• **Your assignment**:
The entries below contain a stretch that opens with the line containing "to the group" and closes with the line containing "fn group_name(&self) ->"; set down that stretch exactly, both ends included, and nothing else.

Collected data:
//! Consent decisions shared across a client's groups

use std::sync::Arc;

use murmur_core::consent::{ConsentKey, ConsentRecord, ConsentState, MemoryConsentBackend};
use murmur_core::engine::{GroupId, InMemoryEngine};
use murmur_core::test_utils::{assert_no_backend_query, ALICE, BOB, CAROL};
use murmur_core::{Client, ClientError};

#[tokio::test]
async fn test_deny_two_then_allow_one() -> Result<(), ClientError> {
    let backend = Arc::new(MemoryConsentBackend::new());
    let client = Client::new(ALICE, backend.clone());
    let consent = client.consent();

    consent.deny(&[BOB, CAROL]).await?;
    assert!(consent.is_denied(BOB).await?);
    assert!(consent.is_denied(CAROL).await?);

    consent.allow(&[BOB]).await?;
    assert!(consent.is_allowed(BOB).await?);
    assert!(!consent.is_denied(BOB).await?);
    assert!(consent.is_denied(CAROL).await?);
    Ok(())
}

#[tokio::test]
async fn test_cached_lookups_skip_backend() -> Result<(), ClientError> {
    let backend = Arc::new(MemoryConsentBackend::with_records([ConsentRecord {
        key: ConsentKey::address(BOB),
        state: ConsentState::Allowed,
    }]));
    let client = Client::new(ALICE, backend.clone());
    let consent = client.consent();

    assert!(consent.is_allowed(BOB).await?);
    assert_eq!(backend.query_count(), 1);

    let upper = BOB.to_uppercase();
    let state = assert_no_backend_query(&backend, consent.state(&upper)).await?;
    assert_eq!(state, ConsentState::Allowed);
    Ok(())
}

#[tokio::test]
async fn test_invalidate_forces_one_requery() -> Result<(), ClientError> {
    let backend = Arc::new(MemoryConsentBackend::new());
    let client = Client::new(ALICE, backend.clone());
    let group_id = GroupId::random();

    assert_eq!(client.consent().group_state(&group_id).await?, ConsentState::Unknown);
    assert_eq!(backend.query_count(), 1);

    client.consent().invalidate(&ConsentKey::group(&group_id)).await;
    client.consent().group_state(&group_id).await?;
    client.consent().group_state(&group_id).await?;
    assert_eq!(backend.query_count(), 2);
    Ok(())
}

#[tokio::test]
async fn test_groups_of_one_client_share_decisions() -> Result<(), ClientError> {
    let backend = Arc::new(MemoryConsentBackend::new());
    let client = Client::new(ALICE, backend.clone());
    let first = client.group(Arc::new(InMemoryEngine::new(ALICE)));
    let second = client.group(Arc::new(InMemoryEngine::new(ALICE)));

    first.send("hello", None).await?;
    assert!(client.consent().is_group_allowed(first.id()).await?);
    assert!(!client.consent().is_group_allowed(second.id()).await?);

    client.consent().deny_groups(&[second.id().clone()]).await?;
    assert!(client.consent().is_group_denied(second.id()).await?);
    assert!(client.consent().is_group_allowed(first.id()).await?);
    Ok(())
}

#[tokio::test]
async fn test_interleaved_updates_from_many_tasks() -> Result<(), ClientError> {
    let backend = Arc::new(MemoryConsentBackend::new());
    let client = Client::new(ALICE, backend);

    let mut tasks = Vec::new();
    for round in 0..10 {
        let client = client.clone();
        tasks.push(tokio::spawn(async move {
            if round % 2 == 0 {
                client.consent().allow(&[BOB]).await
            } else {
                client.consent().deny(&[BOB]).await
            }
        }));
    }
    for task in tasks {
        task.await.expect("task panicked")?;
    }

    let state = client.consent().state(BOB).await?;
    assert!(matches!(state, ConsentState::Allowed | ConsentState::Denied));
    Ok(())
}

--

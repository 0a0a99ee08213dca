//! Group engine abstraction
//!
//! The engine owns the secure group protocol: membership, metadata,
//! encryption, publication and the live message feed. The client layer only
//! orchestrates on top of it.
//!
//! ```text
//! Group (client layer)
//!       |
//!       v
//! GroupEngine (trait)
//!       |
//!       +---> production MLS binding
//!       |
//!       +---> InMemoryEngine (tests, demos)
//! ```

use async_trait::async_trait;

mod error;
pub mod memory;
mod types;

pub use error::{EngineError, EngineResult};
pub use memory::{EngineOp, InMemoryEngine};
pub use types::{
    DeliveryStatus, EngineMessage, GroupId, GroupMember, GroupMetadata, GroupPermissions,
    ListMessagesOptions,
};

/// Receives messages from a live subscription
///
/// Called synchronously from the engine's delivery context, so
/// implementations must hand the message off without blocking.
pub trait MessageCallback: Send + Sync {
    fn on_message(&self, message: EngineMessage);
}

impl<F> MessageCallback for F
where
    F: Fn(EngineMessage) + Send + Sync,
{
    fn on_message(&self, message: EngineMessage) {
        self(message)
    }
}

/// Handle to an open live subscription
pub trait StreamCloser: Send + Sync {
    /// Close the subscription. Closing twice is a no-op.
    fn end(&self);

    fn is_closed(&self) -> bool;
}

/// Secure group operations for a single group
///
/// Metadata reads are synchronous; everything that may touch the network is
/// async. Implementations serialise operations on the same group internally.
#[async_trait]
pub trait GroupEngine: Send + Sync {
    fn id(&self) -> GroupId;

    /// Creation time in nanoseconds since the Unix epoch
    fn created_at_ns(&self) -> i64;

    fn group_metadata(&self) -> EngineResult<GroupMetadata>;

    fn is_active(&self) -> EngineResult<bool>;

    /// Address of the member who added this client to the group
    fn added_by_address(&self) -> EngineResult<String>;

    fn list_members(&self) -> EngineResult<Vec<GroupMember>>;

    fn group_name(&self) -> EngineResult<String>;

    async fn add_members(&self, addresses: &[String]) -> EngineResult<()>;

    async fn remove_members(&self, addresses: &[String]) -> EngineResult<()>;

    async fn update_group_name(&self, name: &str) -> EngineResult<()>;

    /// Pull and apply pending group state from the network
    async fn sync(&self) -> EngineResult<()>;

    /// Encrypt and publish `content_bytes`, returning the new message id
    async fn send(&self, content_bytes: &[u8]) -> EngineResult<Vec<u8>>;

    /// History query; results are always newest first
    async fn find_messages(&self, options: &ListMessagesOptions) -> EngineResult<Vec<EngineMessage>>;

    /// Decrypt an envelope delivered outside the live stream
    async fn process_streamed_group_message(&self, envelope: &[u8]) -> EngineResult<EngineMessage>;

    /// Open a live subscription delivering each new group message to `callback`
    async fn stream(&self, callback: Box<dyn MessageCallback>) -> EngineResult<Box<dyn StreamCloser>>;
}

• **Response to this task**:
    /// Address of the member who added this client to the group
    fn added_by_address(&self) -> EngineResult<String>;

    fn list_members(&self) -> EngineResult<Vec<GroupMember>>;

    fn group_name(&self) -> EngineResult<String>;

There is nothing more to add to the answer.